▶ _Exercise aim_: Please quote exactly the opening lines of the data, from the first line to the one where "pub struct DiscussionStore" appears.

————

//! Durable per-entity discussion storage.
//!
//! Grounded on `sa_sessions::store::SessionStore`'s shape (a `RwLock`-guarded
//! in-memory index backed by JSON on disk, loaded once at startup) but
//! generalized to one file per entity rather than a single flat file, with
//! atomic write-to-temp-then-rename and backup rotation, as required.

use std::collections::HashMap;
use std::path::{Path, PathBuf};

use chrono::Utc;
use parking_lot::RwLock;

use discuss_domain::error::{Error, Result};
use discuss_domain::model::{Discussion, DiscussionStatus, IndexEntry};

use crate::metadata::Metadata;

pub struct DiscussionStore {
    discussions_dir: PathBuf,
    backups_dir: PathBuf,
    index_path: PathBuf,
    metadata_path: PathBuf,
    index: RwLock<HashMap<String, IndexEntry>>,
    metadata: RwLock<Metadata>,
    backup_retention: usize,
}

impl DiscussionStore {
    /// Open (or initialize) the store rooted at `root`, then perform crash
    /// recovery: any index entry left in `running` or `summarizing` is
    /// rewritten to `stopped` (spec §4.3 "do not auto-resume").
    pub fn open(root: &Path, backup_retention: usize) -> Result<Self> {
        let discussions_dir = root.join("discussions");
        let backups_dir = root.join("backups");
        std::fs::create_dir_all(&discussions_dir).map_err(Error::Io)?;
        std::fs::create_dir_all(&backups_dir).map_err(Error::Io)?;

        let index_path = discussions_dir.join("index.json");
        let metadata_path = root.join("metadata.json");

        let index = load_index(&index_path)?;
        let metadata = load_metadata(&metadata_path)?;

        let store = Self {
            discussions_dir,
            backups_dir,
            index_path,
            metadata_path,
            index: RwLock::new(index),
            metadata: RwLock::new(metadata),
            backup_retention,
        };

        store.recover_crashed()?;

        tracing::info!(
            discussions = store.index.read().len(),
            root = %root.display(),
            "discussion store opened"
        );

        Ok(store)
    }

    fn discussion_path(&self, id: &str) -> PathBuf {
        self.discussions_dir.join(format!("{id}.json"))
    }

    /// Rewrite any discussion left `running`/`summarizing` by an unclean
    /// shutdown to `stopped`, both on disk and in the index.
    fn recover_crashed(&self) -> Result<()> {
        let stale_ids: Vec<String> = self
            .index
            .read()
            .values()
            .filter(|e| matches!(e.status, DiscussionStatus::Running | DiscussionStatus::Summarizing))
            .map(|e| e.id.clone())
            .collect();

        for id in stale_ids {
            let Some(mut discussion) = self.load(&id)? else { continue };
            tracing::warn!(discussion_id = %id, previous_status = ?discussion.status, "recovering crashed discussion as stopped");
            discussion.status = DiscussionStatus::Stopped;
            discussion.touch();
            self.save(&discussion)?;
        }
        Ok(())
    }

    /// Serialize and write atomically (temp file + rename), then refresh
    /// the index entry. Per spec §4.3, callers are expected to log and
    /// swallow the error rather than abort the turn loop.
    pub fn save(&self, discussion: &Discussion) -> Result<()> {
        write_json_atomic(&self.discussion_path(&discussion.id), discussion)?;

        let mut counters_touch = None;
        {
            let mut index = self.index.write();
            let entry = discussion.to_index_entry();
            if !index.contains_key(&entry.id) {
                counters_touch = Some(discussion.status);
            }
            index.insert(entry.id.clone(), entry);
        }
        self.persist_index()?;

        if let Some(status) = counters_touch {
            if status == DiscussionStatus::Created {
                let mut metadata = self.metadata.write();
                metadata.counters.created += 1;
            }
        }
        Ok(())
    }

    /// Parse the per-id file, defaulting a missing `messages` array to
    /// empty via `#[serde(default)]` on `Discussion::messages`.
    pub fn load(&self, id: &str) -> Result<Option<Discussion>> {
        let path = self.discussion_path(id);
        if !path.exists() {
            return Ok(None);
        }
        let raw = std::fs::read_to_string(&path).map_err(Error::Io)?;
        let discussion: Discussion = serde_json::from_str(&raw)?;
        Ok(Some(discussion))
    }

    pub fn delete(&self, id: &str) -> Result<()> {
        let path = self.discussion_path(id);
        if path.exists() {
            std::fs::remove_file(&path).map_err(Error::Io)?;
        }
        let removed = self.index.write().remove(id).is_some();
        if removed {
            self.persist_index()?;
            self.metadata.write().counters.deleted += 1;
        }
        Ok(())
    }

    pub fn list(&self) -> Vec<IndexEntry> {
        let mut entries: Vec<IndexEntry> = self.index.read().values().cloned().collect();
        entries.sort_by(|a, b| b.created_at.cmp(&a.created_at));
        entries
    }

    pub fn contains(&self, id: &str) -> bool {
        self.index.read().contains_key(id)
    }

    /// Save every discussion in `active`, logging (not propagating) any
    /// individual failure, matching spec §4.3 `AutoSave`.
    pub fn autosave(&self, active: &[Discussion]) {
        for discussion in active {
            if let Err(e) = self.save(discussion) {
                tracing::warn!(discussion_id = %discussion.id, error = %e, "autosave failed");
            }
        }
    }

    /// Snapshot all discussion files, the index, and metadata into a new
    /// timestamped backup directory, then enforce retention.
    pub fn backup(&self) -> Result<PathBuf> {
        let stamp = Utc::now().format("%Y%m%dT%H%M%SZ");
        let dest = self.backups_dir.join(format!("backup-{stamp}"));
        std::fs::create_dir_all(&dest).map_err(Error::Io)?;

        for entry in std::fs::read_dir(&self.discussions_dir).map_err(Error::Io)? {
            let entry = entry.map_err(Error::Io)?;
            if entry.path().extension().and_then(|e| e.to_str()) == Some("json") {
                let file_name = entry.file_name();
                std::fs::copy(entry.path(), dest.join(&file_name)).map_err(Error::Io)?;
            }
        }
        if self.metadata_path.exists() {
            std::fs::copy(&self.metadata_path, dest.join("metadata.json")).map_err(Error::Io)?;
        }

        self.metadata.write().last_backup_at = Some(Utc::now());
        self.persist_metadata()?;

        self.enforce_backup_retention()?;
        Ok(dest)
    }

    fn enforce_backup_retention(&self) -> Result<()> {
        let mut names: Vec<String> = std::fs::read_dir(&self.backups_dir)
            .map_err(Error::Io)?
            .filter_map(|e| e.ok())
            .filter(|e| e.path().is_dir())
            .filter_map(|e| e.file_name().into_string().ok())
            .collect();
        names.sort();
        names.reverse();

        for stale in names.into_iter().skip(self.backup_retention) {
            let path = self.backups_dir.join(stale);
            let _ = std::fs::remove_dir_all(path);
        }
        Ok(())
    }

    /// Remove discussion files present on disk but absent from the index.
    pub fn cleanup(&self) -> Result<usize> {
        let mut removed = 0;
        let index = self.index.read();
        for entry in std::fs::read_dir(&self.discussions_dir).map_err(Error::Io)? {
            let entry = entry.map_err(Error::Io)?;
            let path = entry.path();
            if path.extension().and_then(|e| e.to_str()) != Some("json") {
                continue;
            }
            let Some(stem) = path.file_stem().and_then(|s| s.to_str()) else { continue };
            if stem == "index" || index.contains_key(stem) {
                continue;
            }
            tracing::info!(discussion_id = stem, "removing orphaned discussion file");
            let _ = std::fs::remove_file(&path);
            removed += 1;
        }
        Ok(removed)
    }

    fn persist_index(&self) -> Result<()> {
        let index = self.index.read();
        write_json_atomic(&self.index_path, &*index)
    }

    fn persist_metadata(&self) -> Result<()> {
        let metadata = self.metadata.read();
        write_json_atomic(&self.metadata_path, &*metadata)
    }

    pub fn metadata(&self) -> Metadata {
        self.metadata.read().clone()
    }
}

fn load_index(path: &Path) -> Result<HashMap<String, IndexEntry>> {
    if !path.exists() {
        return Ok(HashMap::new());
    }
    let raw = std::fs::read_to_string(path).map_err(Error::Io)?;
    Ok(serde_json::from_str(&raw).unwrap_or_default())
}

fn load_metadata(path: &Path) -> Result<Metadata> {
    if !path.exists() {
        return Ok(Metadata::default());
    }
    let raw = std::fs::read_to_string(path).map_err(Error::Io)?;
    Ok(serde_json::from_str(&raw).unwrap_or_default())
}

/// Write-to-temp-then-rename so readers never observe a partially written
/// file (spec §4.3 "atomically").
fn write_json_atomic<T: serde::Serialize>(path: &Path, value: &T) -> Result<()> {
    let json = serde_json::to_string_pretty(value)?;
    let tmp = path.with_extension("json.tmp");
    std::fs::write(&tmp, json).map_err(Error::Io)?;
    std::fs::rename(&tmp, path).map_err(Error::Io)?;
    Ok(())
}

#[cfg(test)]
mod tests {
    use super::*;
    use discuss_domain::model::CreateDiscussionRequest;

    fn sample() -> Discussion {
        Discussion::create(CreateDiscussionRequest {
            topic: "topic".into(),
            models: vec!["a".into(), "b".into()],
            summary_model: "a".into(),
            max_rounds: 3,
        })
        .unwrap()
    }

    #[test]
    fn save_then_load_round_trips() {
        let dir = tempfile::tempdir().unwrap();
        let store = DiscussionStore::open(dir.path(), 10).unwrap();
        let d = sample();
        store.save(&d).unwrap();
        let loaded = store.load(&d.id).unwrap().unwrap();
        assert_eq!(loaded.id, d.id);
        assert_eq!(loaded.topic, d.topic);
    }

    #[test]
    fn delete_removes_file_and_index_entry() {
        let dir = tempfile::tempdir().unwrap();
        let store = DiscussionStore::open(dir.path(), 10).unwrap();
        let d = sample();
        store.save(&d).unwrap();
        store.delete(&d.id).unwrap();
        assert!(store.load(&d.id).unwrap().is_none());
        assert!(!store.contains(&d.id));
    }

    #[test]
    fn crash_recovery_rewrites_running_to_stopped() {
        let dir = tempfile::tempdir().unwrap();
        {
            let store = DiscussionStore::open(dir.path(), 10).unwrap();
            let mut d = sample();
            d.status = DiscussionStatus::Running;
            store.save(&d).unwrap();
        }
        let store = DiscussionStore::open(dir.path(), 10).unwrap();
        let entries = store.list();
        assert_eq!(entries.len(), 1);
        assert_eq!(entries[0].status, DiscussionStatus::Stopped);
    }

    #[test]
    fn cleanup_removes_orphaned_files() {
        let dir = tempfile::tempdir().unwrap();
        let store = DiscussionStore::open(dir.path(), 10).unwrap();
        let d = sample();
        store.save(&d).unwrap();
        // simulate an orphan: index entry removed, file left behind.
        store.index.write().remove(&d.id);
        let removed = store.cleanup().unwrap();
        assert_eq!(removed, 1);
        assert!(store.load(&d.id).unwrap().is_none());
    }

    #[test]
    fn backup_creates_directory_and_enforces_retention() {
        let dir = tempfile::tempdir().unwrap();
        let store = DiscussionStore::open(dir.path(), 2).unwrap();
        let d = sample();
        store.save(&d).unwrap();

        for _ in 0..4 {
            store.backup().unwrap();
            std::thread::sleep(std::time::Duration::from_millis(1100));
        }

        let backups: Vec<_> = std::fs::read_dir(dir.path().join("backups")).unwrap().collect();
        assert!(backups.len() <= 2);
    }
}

————

▶ _Solution to the problem_:
//! Durable per-entity discussion storage.
//!
//! Grounded on `sa_sessions::store::SessionStore`'s shape (a `RwLock`-guarded
//! in-memory index backed by JSON on disk, loaded once at startup) but
//! generalized to one file per entity rather than a single flat file, with
//! atomic write-to-temp-then-rename and backup rotation, as required.

use std::collections::HashMap;
use std::path::{Path, PathBuf};

use chrono::Utc;
use parking_lot::RwLock;

use discuss_domain::error::{Error, Result};
use discuss_domain::model::{Discussion, DiscussionStatus, IndexEntry};

use crate::metadata::Metadata;

pub struct DiscussionStore {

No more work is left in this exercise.